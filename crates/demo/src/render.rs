//! Terminal rendering of tracking snapshots.
//!
//! This is the only place milestone tones turn into concrete glyphs; the
//! derivation layer never deals in icons.

use ordertrail_core::{GeoPoint, MilestoneTone, TrackingSnapshot};

const BAR_WIDTH: usize = 30;

/// Shown once the order reaches the terminal status.
const DELIVERED_MESSAGE: &str = "Your order has been delivered. Enjoy your meal!";

/// Resolve a milestone tone to its terminal glyph.
fn tone_glyph(tone: MilestoneTone) -> &'static str {
    match tone {
        MilestoneTone::Done => "✓",
        MilestoneTone::Active => "◉",
        MilestoneTone::Pending => "○",
    }
}

fn progress_bar(pct: f32) -> String {
    let filled = ((pct / 100.0) * BAR_WIDTH as f32).round() as usize;
    let filled = filled.min(BAR_WIDTH);
    format!(
        "[{}{}] {:.0}%",
        "=".repeat(filled),
        "-".repeat(BAR_WIDTH - filled),
        pct
    )
}

fn point(p: &GeoPoint) -> String {
    match &p.address {
        Some(address) => format!("{} ({:.4}, {:.4})", address, p.lat, p.lng),
        None => format!("({:.4}, {:.4})", p.lat, p.lng),
    }
}

/// Render one snapshot as a multi-line status card.
pub fn render_snapshot(snapshot: &TrackingSnapshot) -> String {
    let mut out = String::new();

    out.push_str(&format!(
        "Order {} - {} (ETA {})\n",
        snapshot.order_id, snapshot.map.status, snapshot.map.eta
    ));
    out.push_str(&progress_bar(snapshot.journey.progress_pct));
    out.push('\n');

    for milestone in &snapshot.journey.milestones {
        match &milestone.time {
            Some(time) => out.push_str(&format!(
                "  {} {:<22} {}\n",
                tone_glyph(milestone.tone),
                milestone.name,
                time
            )),
            None => out.push_str(&format!(
                "  {} {}\n",
                tone_glyph(milestone.tone),
                milestone.name
            )),
        }
    }

    out.push_str(&format!(
        "Map: restaurant {} -> you {}",
        point(&snapshot.map.restaurant),
        point(&snapshot.map.destination)
    ));
    if let Some(driver) = &snapshot.map.driver {
        out.push_str(&format!(" | driver at {}", point(driver)));
    }
    out.push('\n');

    if let Some(notice) = &snapshot.map.delay_notice {
        out.push_str(notice);
        out.push('\n');
    }
    if snapshot.status.is_terminal() {
        out.push_str(DELIVERED_MESSAGE);
        out.push('\n');
    }

    out
}

#[cfg(test)]
mod tests {
    use super::*;
    use chrono::Utc;
    use ordertrail_core::{
        testing::fixtures, OrderStatus, TrackingState,
    };

    fn snapshot_at(status: OrderStatus) -> TrackingSnapshot {
        TrackingState::new(fixtures::sample_order(), status, Utc::now()).snapshot()
    }

    #[test]
    fn test_glyphs_per_tone() {
        assert_eq!(tone_glyph(MilestoneTone::Done), "✓");
        assert_eq!(tone_glyph(MilestoneTone::Active), "◉");
        assert_eq!(tone_glyph(MilestoneTone::Pending), "○");
    }

    #[test]
    fn test_progress_bar_bounds() {
        assert_eq!(progress_bar(0.0), format!("[{}] 0%", "-".repeat(30)));
        assert_eq!(progress_bar(100.0), format!("[{}] 100%", "=".repeat(30)));
    }

    #[test]
    fn test_render_mid_journey() {
        let card = render_snapshot(&snapshot_at(OrderStatus::OutForDelivery));
        assert!(card.contains("Order FD-6B3A9 - Out for Delivery"));
        assert!(card.contains("60%"));
        assert!(card.contains("◉ Out for Delivery"));
        assert!(card.contains("○ Arriving Soon"));
        assert!(card.contains("driver at"));
        assert!(!card.contains(DELIVERED_MESSAGE));
    }

    #[test]
    fn test_render_delivered() {
        let card = render_snapshot(&snapshot_at(OrderStatus::Delivered));
        assert!(card.contains("100%"));
        assert!(card.contains(DELIVERED_MESSAGE));
        // Delivered orders no longer show a courier marker.
        assert!(!card.contains("driver at"));
    }

    #[test]
    fn test_render_delayed() {
        let card = render_snapshot(&snapshot_at(OrderStatus::Delayed));
        assert!(card.contains("Delayed"));
        assert!(card.contains("We apologize for the delay"));
    }
}
//! Outcome and run-state vocabulary for both sides of the bridge.
//!
//! The engine reports results through a `result` attribute, refined by an
//! optional `label` attribute; the host understands a four-value outcome.
//! The mapping between the two lives here so the converter and the reporters
//! agree on it.

use std::fmt;

/// The engine's result vocabulary, as reported on `test-case`/`test-suite`
/// result nodes (`result` attribute, refined by `label`).
#[derive(Debug, Clone, Copy, PartialEq, Eq, Hash)]
pub enum NativeOutcome {
    Success,
    Failure,
    /// A failure raised outside an assertion (unhandled error).
    Error,
    /// The run was stopped before this test completed.
    Cancelled,
    Inconclusive,
    /// The test is malformed and can never run.
    NotRunnable,
    Skipped,
    /// Skipped because the test is marked ignored.
    Ignored,
}

impl NativeOutcome {
    /// Resolve the `result`/`label` attribute pair into an outcome.
    ///
    /// Unrecognized combinations resolve to [`NativeOutcome::Inconclusive`],
    /// which the host mapping treats as "no outcome".
    pub fn from_attributes(result: &str, label: Option<&str>) -> Self {
        match (result, label) {
            ("Passed", _) => NativeOutcome::Success,
            ("Failed", Some("Error")) => NativeOutcome::Error,
            ("Failed", Some("Cancelled")) => NativeOutcome::Cancelled,
            ("Failed", Some("Invalid")) | ("Failed", Some("NotRunnable")) => {
                NativeOutcome::NotRunnable
            }
            ("Failed", _) => NativeOutcome::Failure,
            ("Skipped", Some("Ignored")) => NativeOutcome::Ignored,
            ("Skipped", _) => NativeOutcome::Skipped,
            ("Inconclusive", _) => NativeOutcome::Inconclusive,
            _ => NativeOutcome::Inconclusive,
        }
    }
}

/// The host's outcome vocabulary for a finished test.
#[derive(Debug, Clone, Copy, PartialEq, Eq, Hash, Default)]
pub enum TestOutcome {
    /// No meaningful outcome (cancelled or inconclusive).
    #[default]
    None,
    Passed,
    Failed,
    Skipped,
}

impl From<NativeOutcome> for TestOutcome {
    fn from(native: NativeOutcome) -> Self {
        match native {
            NativeOutcome::Success => TestOutcome::Passed,
            NativeOutcome::Failure | NativeOutcome::Error | NativeOutcome::NotRunnable => {
                TestOutcome::Failed
            }
            NativeOutcome::Cancelled | NativeOutcome::Inconclusive => TestOutcome::None,
            NativeOutcome::Skipped | NativeOutcome::Ignored => TestOutcome::Skipped,
        }
    }
}

impl fmt::Display for TestOutcome {
    fn fmt(&self, f: &mut fmt::Formatter<'_>) -> fmt::Result {
        let s = match self {
            TestOutcome::None => "None",
            TestOutcome::Passed => "Passed",
            TestOutcome::Failed => "Failed",
            TestOutcome::Skipped => "Skipped",
        };
        write!(f, "{}", s)
    }
}

/// The engine's `runstate` attribute on discovered tests.
#[derive(Debug, Clone, Copy, PartialEq, Eq, Hash, Default)]
pub enum RunState {
    #[default]
    Runnable,
    NotRunnable,
    /// Excluded from normal runs unless specifically selected.
    Explicit,
    Skipped,
    Ignored,
}

impl RunState {
    /// Parse a `runstate` attribute value; unknown values read as runnable.
    pub fn from_attribute(value: &str) -> Self {
        match value {
            "NotRunnable" => RunState::NotRunnable,
            "Explicit" => RunState::Explicit,
            "Skipped" => RunState::Skipped,
            "Ignored" => RunState::Ignored,
            _ => RunState::Runnable,
        }
    }
}

#[cfg(test)]
mod tests {
    use super::*;

    #[test]
    fn test_result_label_resolution() {
        assert_eq!(
            NativeOutcome::from_attributes("Passed", None),
            NativeOutcome::Success
        );
        assert_eq!(
            NativeOutcome::from_attributes("Failed", Some("Error")),
            NativeOutcome::Error
        );
        assert_eq!(
            NativeOutcome::from_attributes("Failed", Some("Invalid")),
            NativeOutcome::NotRunnable
        );
        assert_eq!(
            NativeOutcome::from_attributes("Skipped", Some("Ignored")),
            NativeOutcome::Ignored
        );
        assert_eq!(
            NativeOutcome::from_attributes("Skipped", None),
            NativeOutcome::Skipped
        );
    }

    #[test]
    fn test_host_mapping() {
        assert_eq!(TestOutcome::from(NativeOutcome::Success), TestOutcome::Passed);
        assert_eq!(TestOutcome::from(NativeOutcome::Failure), TestOutcome::Failed);
        assert_eq!(TestOutcome::from(NativeOutcome::Error), TestOutcome::Failed);
        assert_eq!(
            TestOutcome::from(NativeOutcome::NotRunnable),
            TestOutcome::Failed
        );
        assert_eq!(TestOutcome::from(NativeOutcome::Cancelled), TestOutcome::None);
        assert_eq!(
            TestOutcome::from(NativeOutcome::Inconclusive),
            TestOutcome::None
        );
        assert_eq!(
            TestOutcome::from(NativeOutcome::Skipped),
            TestOutcome::Skipped
        );
        assert_eq!(
            TestOutcome::from(NativeOutcome::Ignored),
            TestOutcome::Skipped
        );
    }

    #[test]
    fn test_runstate_parsing() {
        assert_eq!(RunState::from_attribute("Explicit"), RunState::Explicit);
        assert_eq!(RunState::from_attribute("Runnable"), RunState::Runnable);
        assert_eq!(RunState::from_attribute("anything"), RunState::Runnable);
    }
}
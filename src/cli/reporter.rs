//! Console reporter: the default `HostSink` for command-line runs.

use std::sync::Arc;
use std::time::Duration;

use crate::host::{HostSink, HostTestCase, HostTestResult, MessageLevel};
use chasqui_core::outcome::TestOutcome;

/// Default console reporter.
#[derive(Default)]
pub struct ConsoleReporter {
    pub verbose: bool,
    passed: usize,
    failed: usize,
    skipped: usize,
    none: usize,
    discovered: usize,
}

impl ConsoleReporter {
    pub fn new(verbose: bool) -> Self {
        Self {
            verbose,
            ..Self::default()
        }
    }

    /// `true` if any test failed.
    pub fn saw_failures(&self) -> bool {
        self.failed > 0
    }

    pub fn discovered_count(&self) -> usize {
        self.discovered
    }

    /// Print the run summary line.
    pub fn finish(&self, duration: Duration) {
        eprintln!();

        let mut parts = Vec::new();
        if self.passed > 0 {
            parts.push(format!("\x1b[32m{} passed\x1b[0m", self.passed));
        }
        if self.failed > 0 {
            parts.push(format!("\x1b[31m{} failed\x1b[0m", self.failed));
        }
        if self.skipped > 0 {
            parts.push(format!("\x1b[33m{} skipped\x1b[0m", self.skipped));
        }
        if self.none > 0 {
            parts.push(format!("{} without outcome", self.none));
        }
        if parts.is_empty() {
            parts.push("no tests run".to_string());
        }

        eprintln!(
            "====== {} in {:.2}s ======",
            parts.join(", "),
            duration.as_secs_f64()
        );
    }
}

impl HostSink for ConsoleReporter {
    fn record_discovered(&mut self, case: &Arc<HostTestCase>) {
        self.discovered += 1;
        if self.verbose {
            match (&case.code_file_path, case.line_number) {
                (Some(file), Some(line)) => {
                    println!("{} ({}:{})", case.fully_qualified_name, file, line)
                }
                _ => println!("{}", case.fully_qualified_name),
            }
        } else {
            println!("{}", case.fully_qualified_name);
        }
    }

    fn record_start(&mut self, case: &Arc<HostTestCase>) {
        if self.verbose {
            eprint!("{} ... ", case.fully_qualified_name);
        }
    }

    fn record_result(&mut self, result: &HostTestResult) {
        let status = match result.outcome {
            TestOutcome::Passed => {
                self.passed += 1;
                format!(
                    "\x1b[32mPASSED\x1b[0m ({:.0}ms)",
                    result.duration.as_secs_f64() * 1000.0
                )
            }
            TestOutcome::Failed => {
                self.failed += 1;
                "\x1b[31mFAILED\x1b[0m".to_string()
            }
            TestOutcome::Skipped => {
                self.skipped += 1;
                match &result.error_message {
                    Some(reason) => format!("\x1b[33mSKIPPED\x1b[0m ({})", reason),
                    None => "\x1b[33mSKIPPED\x1b[0m".to_string(),
                }
            }
            TestOutcome::None => {
                self.none += 1;
                "NO OUTCOME".to_string()
            }
        };

        if self.verbose {
            eprintln!("{}", status);
        } else {
            eprintln!("{} {}", result.case.fully_qualified_name, status);
        }

        if result.outcome == TestOutcome::Failed {
            if let Some(message) = &result.error_message {
                eprintln!("\x1b[31m{}\x1b[0m", message);
            }
            if let Some(trace) = &result.error_stack_trace {
                eprintln!("{}", trace);
            }
            if let (Some(file), Some(line)) =
                (&result.error_file_path, result.error_line_number)
            {
                eprintln!("    at {}:{}", file, line);
            }
        }
    }

    fn send_message(&mut self, level: MessageLevel, message: &str) {
        match level {
            MessageLevel::Informational => {
                if self.verbose {
                    eprintln!("{}", message);
                }
            }
            MessageLevel::Warning => eprintln!("\x1b[33mwarning:\x1b[0m {}", message),
            MessageLevel::Error => eprintln!("\x1b[31merror:\x1b[0m {}", message),
        }
    }
}
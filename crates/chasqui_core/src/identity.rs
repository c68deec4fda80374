//! Engine-assigned test identity.

/// The identity the engine attaches to a test: an opaque id plus the
/// full/class/method name triple.
///
/// ## Notes
/// - Ids are assigned at discovery time and reused at execution time; the
///   bridge correlates events by this key, it never generates ids itself.
/// - `fullname` is the unique key within one source assembly and includes
///   literal argument lists for parameterized cases.
#[derive(Debug, Clone, PartialEq, Eq, Hash)]
pub struct NativeTestIdentity {
    pub id: String,
    pub fullname: String,
    pub classname: Option<String>,
    pub methodname: Option<String>,
}

impl NativeTestIdentity {
    pub fn new(id: impl Into<String>, fullname: impl Into<String>) -> Self {
        Self {
            id: id.into(),
            fullname: fullname.into(),
            classname: None,
            methodname: None,
        }
    }

    pub fn with_method(
        mut self,
        classname: impl Into<String>,
        methodname: impl Into<String>,
    ) -> Self {
        self.classname = Some(classname.into());
        self.methodname = Some(methodname.into());
        self
    }
}
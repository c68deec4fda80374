//! Token types for the filter lexer.
//!
//! The lexer uses **registry-backed IDs** for grammar symbols
//! (`Symbol(SymbolId)` from `chasqui_core::symbols`); words and
//! fully-qualified names carry their literal text.
//!
//! ## Notes
//! - A `FullyQualifiedName` token is a word that was re-scanned as a
//!   balanced-parenthesis unit (method argument lists). The parser accepts it
//!   anywhere a `Word` is accepted.

use chasqui_core::symbols::SymbolId;

/// Kind of token produced by the filter lexer.
#[derive(Debug, Clone, PartialEq, Eq)]
pub enum TokenKind {
    /// A bare word: a property name or a plain clause value.
    Word,
    /// A word extended through one or more balanced `(...)` units.
    FullyQualifiedName,
    /// A grammar symbol with a stable ID.
    Symbol(SymbolId),
    /// End of input.
    Eof,
}

/// A token with its kind, literal text, and character offset.
#[derive(Debug, Clone, PartialEq, Eq)]
pub struct Token {
    pub kind: TokenKind,
    pub text: String,
    pub pos: usize,
}

impl Token {
    pub fn new(kind: TokenKind, text: impl Into<String>, pos: usize) -> Self {
        Self {
            kind,
            text: text.into(),
            pos,
        }
    }

    /// Return `true` if this token is the given symbol.
    pub fn is_symbol(&self, id: SymbolId) -> bool {
        self.kind == TokenKind::Symbol(id)
    }

    /// Return `true` for tokens the parser accepts as clause text
    /// (property names and values).
    pub fn is_wordlike(&self) -> bool {
        matches!(self.kind, TokenKind::Word | TokenKind::FullyQualifiedName)
    }

    /// Token text for error messages; the EOF token reads as `end of filter`.
    pub fn display_text(&self) -> String {
        if self.kind == TokenKind::Eof {
            "end of filter".to_string()
        } else {
            self.text.clone()
        }
    }
}
//! Define the symbol vocabulary for the host filter grammar.
//!
//! Symbols cover both the boolean connectives (`&`, `|`, `!`, parentheses)
//! and the relational operators (`=`, `!=`, `~`, `!~`).
//!
//! ## Notes
//! - This module is vocabulary only (spellings + grouping). The filter lexer
//!   owns the actual tokenization, including the two-character lookahead for
//!   `!=` and `!~`.

/// Stable identifier for filter grammar symbols.
#[derive(Debug, Clone, Copy, PartialEq, Eq, Hash)]
pub enum SymbolId {
    // Boolean connectives
    And,
    Or,
    Not,
    LParen,
    RParen,

    // Relational operators
    Eq,
    NotEq,
    Contains,
    NotContains,
}

impl SymbolId {
    /// Canonical spelling, as written in a host filter expression.
    pub fn spelling(self) -> &'static str {
        match self {
            SymbolId::And => "&",
            SymbolId::Or => "|",
            SymbolId::Not => "!",
            SymbolId::LParen => "(",
            SymbolId::RParen => ")",
            SymbolId::Eq => "=",
            SymbolId::NotEq => "!=",
            SymbolId::Contains => "~",
            SymbolId::NotContains => "!~",
        }
    }

    /// Return `true` for the four relational operators.
    pub fn is_relational(self) -> bool {
        matches!(
            self,
            SymbolId::Eq | SymbolId::NotEq | SymbolId::Contains | SymbolId::NotContains
        )
    }

    /// Return `true` for the operators that negate their clause (`!=`, `!~`).
    pub fn is_negated(self) -> bool {
        matches!(self, SymbolId::NotEq | SymbolId::NotContains)
    }

    /// Return `true` for the contains-operators, which translate to regex leaves.
    pub fn is_contains(self) -> bool {
        matches!(self, SymbolId::Contains | SymbolId::NotContains)
    }
}

#[cfg(test)]
mod tests {
    use super::*;

    #[test]
    fn test_relational_grouping() {
        assert!(SymbolId::Eq.is_relational());
        assert!(SymbolId::NotContains.is_relational());
        assert!(!SymbolId::And.is_relational());
        assert!(!SymbolId::LParen.is_relational());
    }

    #[test]
    fn test_negation_and_contains_flags() {
        assert!(SymbolId::NotEq.is_negated());
        assert!(SymbolId::NotContains.is_negated());
        assert!(!SymbolId::Eq.is_negated());
        assert!(SymbolId::Contains.is_contains());
        assert!(SymbolId::NotContains.is_contains());
        assert!(!SymbolId::NotEq.is_contains());
    }
}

•••••

Every line above with the word "notice" is to be copied out.

    if let Some(notice) = &snapshot.map.delay_notice {
        out.push_str(notice);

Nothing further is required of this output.